### [YOUR INSTRUCTIONS]
In the entries that follow, find the word "ZenPhase" and report each line it is on.

====

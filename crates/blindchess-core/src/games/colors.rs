use crate::{Diagonals, GameMode, Generator, Square, SquareColor};
use serde::{Deserialize, Serialize};
use std::time::Duration;

/// Time budget for one Blitz game
pub const BLITZ_DURATION: Duration = Duration::from_secs(60);
/// Time taken off the Blitz clock for a wrong answer
pub const BLITZ_PENALTY: Duration = Duration::from_secs(5);

/// What the player saw after answering a Zen square
#[derive(Debug, Clone, Copy, PartialEq, Eq, Serialize, Deserialize)]
pub struct ColorReveal {
    pub square: Square,
    pub color: SquareColor,
    pub correct: bool,
    pub diagonals: Diagonals,
}

#[derive(Debug, Clone, Copy, PartialEq, Eq, Serialize, Deserialize)]
pub enum ZenPhase {
    Guessing,
    /// Answer given; the reveal is on screen until `next`
    Result,
}

/// Speed Colors without a clock
#[derive(Debug, Clone)]
pub struct ZenGame {
    square: Square,
    streak: u32,
    best_streak: u32,
    reveal: Option<ColorReveal>,
    phase: ZenPhase,
}

impl ZenGame {
    pub fn new(generator: &mut Generator) -> Self {
        Self {
            square: generator.random_square(),
            streak: 0,
            best_streak: 0,
            reveal: None,
            phase: ZenPhase::Guessing,
        }
    }

    pub fn mode(&self) -> GameMode {
        GameMode::Zen
    }

    pub fn square(&self) -> Square {
        self.square
    }

    pub fn streak(&self) -> u32 {
        self.streak
    }

    pub fn best_streak(&self) -> u32 {
        self.best_streak
    }

    pub fn phase(&self) -> ZenPhase {
        self.phase
    }

    /// Reveal for the last answer, while in `Result`
    pub fn reveal(&self) -> Option<&ColorReveal> {
        match self.phase {
            ZenPhase::Result => self.reveal.as_ref(),
            ZenPhase::Guessing => None,
        }
    }

    pub fn score(&self) -> u32 {
        self.best_streak
    }

    /// Score the current square; `None` if an answer is already showing
    pub fn answer(&mut self, color: SquareColor) -> Option<ColorReveal> {
        if self.phase != ZenPhase::Guessing {
            return None;
        }

        let actual = self.square.color();
        let correct = actual == color;
        if correct {
            self.streak += 1;
            self.best_streak = self.best_streak.max(self.streak);
        } else {
            self.streak = 0;
        }

        let reveal = ColorReveal {
            square: self.square,
            color: actual,
            correct,
            diagonals: self.square.diagonals(),
        };
        self.reveal = Some(reveal);
        self.phase = ZenPhase::Result;
        Some(reveal)
    }

    /// Draw the next square
    pub fn next(&mut self, generator: &mut Generator) {
        self.square = generator.random_square();
        self.phase = ZenPhase::Guessing;
    }
}

#[derive(Debug, Clone, Copy, PartialEq, Eq, Serialize, Deserialize)]
pub enum BlitzPhase {
    Ready,
    Playing,
    Finished,
}

/// Speed Colors against a 60 second clock
#[derive(Debug, Clone)]
pub struct BlitzGame {
    square: Square,
    score: u32,
    remaining: Duration,
    phase: BlitzPhase,
}

impl BlitzGame {
    pub fn new(generator: &mut Generator) -> Self {
        Self {
            square: generator.random_square(),
            score: 0,
            remaining: BLITZ_DURATION,
            phase: BlitzPhase::Ready,
        }
    }

    pub fn mode(&self) -> GameMode {
        GameMode::Blitz
    }

    pub fn square(&self) -> Square {
        self.square
    }

    pub fn score(&self) -> u32 {
        self.score
    }

    /// Time left on the clock
    pub fn remaining(&self) -> Duration {
        self.remaining
    }

    pub fn phase(&self) -> BlitzPhase {
        self.phase
    }

    pub fn is_finished(&self) -> bool {
        self.phase == BlitzPhase::Finished
    }

    /// Reset the clock and score and begin playing
    pub fn start(&mut self, generator: &mut Generator) {
        self.square = generator.random_square();
        self.score = 0;
        self.remaining = BLITZ_DURATION;
        self.phase = BlitzPhase::Playing;
    }

    /// Run the clock down by `elapsed`; returns `true` if this tick ended the game
    pub fn tick(&mut self, elapsed: Duration) -> bool {
        if self.phase != BlitzPhase::Playing {
            return false;
        }
        self.remaining = self.remaining.saturating_sub(elapsed);
        self.finish_if_out_of_time()
    }

    /// Answer the current square; returns whether it was right, or `None`
    /// when the game is not running
    pub fn answer(&mut self, color: SquareColor, generator: &mut Generator) -> Option<bool> {
        if self.phase != BlitzPhase::Playing {
            return None;
        }

        let correct = self.square.color() == color;
        if correct {
            self.score += 1;
        } else {
            self.remaining = self.remaining.saturating_sub(BLITZ_PENALTY);
        }
        self.square = generator.random_square();
        self.finish_if_out_of_time();
        Some(correct)
    }

    fn finish_if_out_of_time(&mut self) -> bool {
        if self.remaining.is_zero() {
            log::debug!("blitz finished with {} points", self.score);
            self.phase = BlitzPhase::Finished;
            true
        } else {
            false
        }
    }
}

====

### [EXERCISE OUTPUT]
pub enum ZenPhase {
    phase: ZenPhase,
            phase: ZenPhase::Guessing,
    pub fn phase(&self) -> ZenPhase {
            ZenPhase::Result => self.reveal.as_ref(),
            ZenPhase::Guessing => None,
        if self.phase != ZenPhase::Guessing {
        self.phase = ZenPhase::Result;
        self.phase = ZenPhase::Guessing;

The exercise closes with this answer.